The fault status in a chaos experiment can be in 6 different states. The fault goes from being in the running or stopped or skipped state to completed or completed with error or error state.

  • Running: When the fault is currently being executed.
  • Stopped: When the fault is stopped after running for some time.
  • Skipped: When the fault is skipped, that is, the fault is not executed.
  • Completed: Once the fault completes execution without any failed or N/A probe status, it is considered to be completed.
  • Completed with error: When the fault completes execution with at least one failed probe status but no N/A probe status, it is considered to be completed with error.
  • Error: When the fault completes execution with at least one N/A probe status, it is considered to be error because you can't determine if the probe status was passed or failed. A fault is considered to be in an error state when it has 0 probes because there are no health checks to validate the sanity of the chaos experiment.

Experiment status

Experiment status describes the overall status of the experiment that depends on the status of the probe and the fault. The experiment status in a chaos experiment can be in 7 different states.
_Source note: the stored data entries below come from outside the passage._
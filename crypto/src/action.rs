//! Action identity.
//!
//! The organization contract derives an action's id as
//! `uint256(keccak256(abi.encode(uint16 lawId, bytes callData, uint256 nonce)))`.
//! Ids computed here must agree with it byte for byte, otherwise the client
//! would look up the wrong action record.

use alloy_primitives::{Bytes, U256};
use powers_types::{Action, ActionId, CallData, LawId};

use crate::abi::{encode, AbiValue};
use crate::hash::keccak256;

/// Compute the id of `(law_id, call_data, nonce)`.
pub fn hash_action(law_id: LawId, call_data: &CallData, nonce: U256) -> ActionId {
    let encoded = encode(&[
        AbiValue::Uint(U256::from(law_id.get())),
        AbiValue::Bytes(Bytes::copy_from_slice(call_data.as_bytes())),
        AbiValue::Uint(nonce),
    ]);
    ActionId::from_be_bytes(keccak256(&encoded))
}

pub fn action_id(action: &Action) -> ActionId {
    hash_action(action.law_id, &action.call_data, action.nonce)
}
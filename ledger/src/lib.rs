//! Boundary to the ledger.
//!
//! The ledger (an EVM chain and its node) is an external collaborator. This
//! crate describes what the rest of the workspace needs from it: the async
//! [`LedgerClient`] trait, the call and transaction shapes passed through it,
//! and typed builders for the organization contract's read/write surface.

pub mod call;
pub mod client;
pub mod error;
pub mod powers;

pub use call::{ContractCall, DeployRequest, Receipt, Transaction, TxHandle, ViewCall};
pub use client::LedgerClient;
pub use error::LedgerError;
pub use powers::VoteData;
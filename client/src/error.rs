use thiserror::Error;

#[derive(Debug, Error)]
pub enum ClientError {
    #[error("config error: {0}")]
    Config(String),

    #[error("governance error: {0}")]
    Governance(#[from] powers_governance::GovernanceError),

    #[error("deployment error: {0}")]
    Deploy(#[from] powers_deploy::DeployError),

    #[error("ledger error: {0}")]
    Ledger(#[from] powers_ledger::LedgerError),

    #[error("metrics error: {0}")]
    Metrics(#[from] prometheus::Error),

    #[error("IO error: {0}")]
    Io(#[from] std::io::Error),
}
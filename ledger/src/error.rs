use powers_crypto::AbiError;
use thiserror::Error;

#[derive(Debug, Error, Clone, PartialEq, Eq)]
pub enum LedgerError {
    /// The request never got a usable answer (connection, timeout, HTTP status).
    #[error("transport error: {0}")]
    Transport(String),

    #[error("RPC error {code}: {message}")]
    Rpc { code: i64, message: String },

    #[error("transaction {tx} reverted")]
    Reverted { tx: String },

    #[error("decode error: {0}")]
    Decode(#[from] AbiError),

    #[error("unsupported by this ledger: {0}")]
    Unsupported(String),

    #[error("{0}")]
    Other(String),
}

impl LedgerError {
    /// Failures of the infrastructure rather than of the request itself.
    ///
    /// Nothing in this workspace retries automatically; callers use this to
    /// decide what to show an operator.
    pub fn is_transient(&self) -> bool {
        matches!(self, Self::Transport(_))
    }
}
//! Time formatting helpers.

use std::time::Duration;

/// Format an elapsed time for operator output.
///
/// Sub-second durations are shown in milliseconds.
pub fn format_duration(elapsed: Duration) -> String {
    let secs = elapsed.as_secs();
    if secs == 0 {
        format!("{}ms", elapsed.as_millis())
    } else if secs < 60 {
        format!("{}.{:01}s", secs, elapsed.subsec_millis() / 100)
    } else if secs < 3600 {
        format!("{}m {}s", secs / 60, secs % 60)
    } else {
        format!("{}h {}m", secs / 3600, (secs % 3600) / 60)
    }
}
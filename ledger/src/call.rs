//! Shapes of reads, writes, and their results.

use alloy_primitives::{Address, Bytes, B256};
use powers_crypto::abi::{encode, encode_call};
use powers_crypto::{AbiType, AbiValue};
use powers_types::{BlockNumber, ChainId};
use serde::{Deserialize, Serialize};
use std::fmt;

/// A read-only contract call with its expected return types.
#[derive(Clone, Debug, PartialEq, Eq)]
pub struct ViewCall {
    pub to: Address,
    /// Canonical signature, e.g. `getActionState(uint256)`.
    pub signature: String,
    pub args: Vec<AbiValue>,
    pub returns: Vec<AbiType>,
}

impl ViewCall {
    pub fn new(to: Address, signature: &str, args: Vec<AbiValue>, returns: Vec<AbiType>) -> Self {
        Self {
            to,
            signature: signature.to_string(),
            args,
            returns,
        }
    }

    /// Function name without the parameter list.
    pub fn method(&self) -> &str {
        method_name(&self.signature)
    }

    pub fn calldata(&self) -> Vec<u8> {
        encode_call(&self.signature, &self.args)
    }
}

/// A state-changing contract call.
#[derive(Clone, Debug, PartialEq, Eq, Serialize, Deserialize)]
pub struct ContractCall {
    pub to: Address,
    pub signature: String,
    #[serde(default)]
    pub args: Vec<AbiValue>,
}

impl ContractCall {
    pub fn new(to: Address, signature: &str, args: Vec<AbiValue>) -> Self {
        Self {
            to,
            signature: signature.to_string(),
            args,
        }
    }

    pub fn method(&self) -> &str {
        method_name(&self.signature)
    }

    pub fn calldata(&self) -> Vec<u8> {
        encode_call(&self.signature, &self.args)
    }
}

impl fmt::Display for ContractCall {
    fn fmt(&self, f: &mut fmt::Formatter<'_>) -> fmt::Result {
        write!(f, "{}.{}", self.to, self.method())
    }
}

/// Contract creation.
#[derive(Clone, Debug, PartialEq, Eq, Serialize, Deserialize)]
pub struct DeployRequest {
    /// Contract name, for logs and step labels.
    pub name: String,
    pub bytecode: Bytes,
    #[serde(default)]
    pub constructor_args: Vec<AbiValue>,
}

impl DeployRequest {
    /// Creation bytecode followed by the encoded constructor arguments.
    pub fn init_code(&self) -> Vec<u8> {
        let mut code = self.bytecode.to_vec();
        code.extend_from_slice(&encode(&self.constructor_args));
        code
    }
}

/// Anything submitted through [`LedgerClient::submit_transaction`](crate::LedgerClient::submit_transaction).
#[derive(Clone, Debug, PartialEq, Eq)]
pub enum Transaction {
    Call(ContractCall),
    Deploy(DeployRequest),
}

impl Transaction {
    /// Short label: the contract name for deploys, the method for calls.
    pub fn label(&self) -> &str {
        match self {
            Self::Call(call) => call.method(),
            Self::Deploy(deploy) => &deploy.name,
        }
    }
}

/// A submitted, not necessarily confirmed, transaction.
#[derive(Clone, Debug, PartialEq, Eq, Hash)]
pub struct TxHandle {
    pub hash: B256,
    pub chain_id: ChainId,
}

/// Outcome of a confirmed transaction.
#[derive(Clone, Debug, PartialEq, Eq)]
pub struct Receipt {
    pub tx_hash: B256,
    pub block_number: BlockNumber,
    pub success: bool,
    /// Set for contract creations.
    pub contract_address: Option<Address>,
}

fn method_name(signature: &str) -> &str {
    signature.split('(').next().unwrap_or(signature)
}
  • Completed: The fault and the probes associated with every fault were completed successfully.
  • Completed with error: All the faults complete execution, and none of them show error status, but one of the faults may show Completed with error if the probe associated with the fault fails.
  • Error: If one of the faults or steps in the experiment results in an error, the experiment corresponds to being in an error state.
  • Running: Once the task (or experiment) is picked up by the infrastructure subscriber (pod), it goes to running state.
  • Timeout: If the task is in the queue, but not picked up by the subscriber for execution within a specific duration, the task times out.
  • Queued: An experiment goes to the queued state before it is executed, that is when the task (or experiment) has not been picked up by the infrastructure subscriber (pod) yet. At this point, the task is placed in the queue and is waiting to be picked.
  • Stopped: If an experiment was stopped by the user, the fault that was being executed then also stops (this results in the fault status being stopped). The subsequent faults associated with the experiment don't get executed either.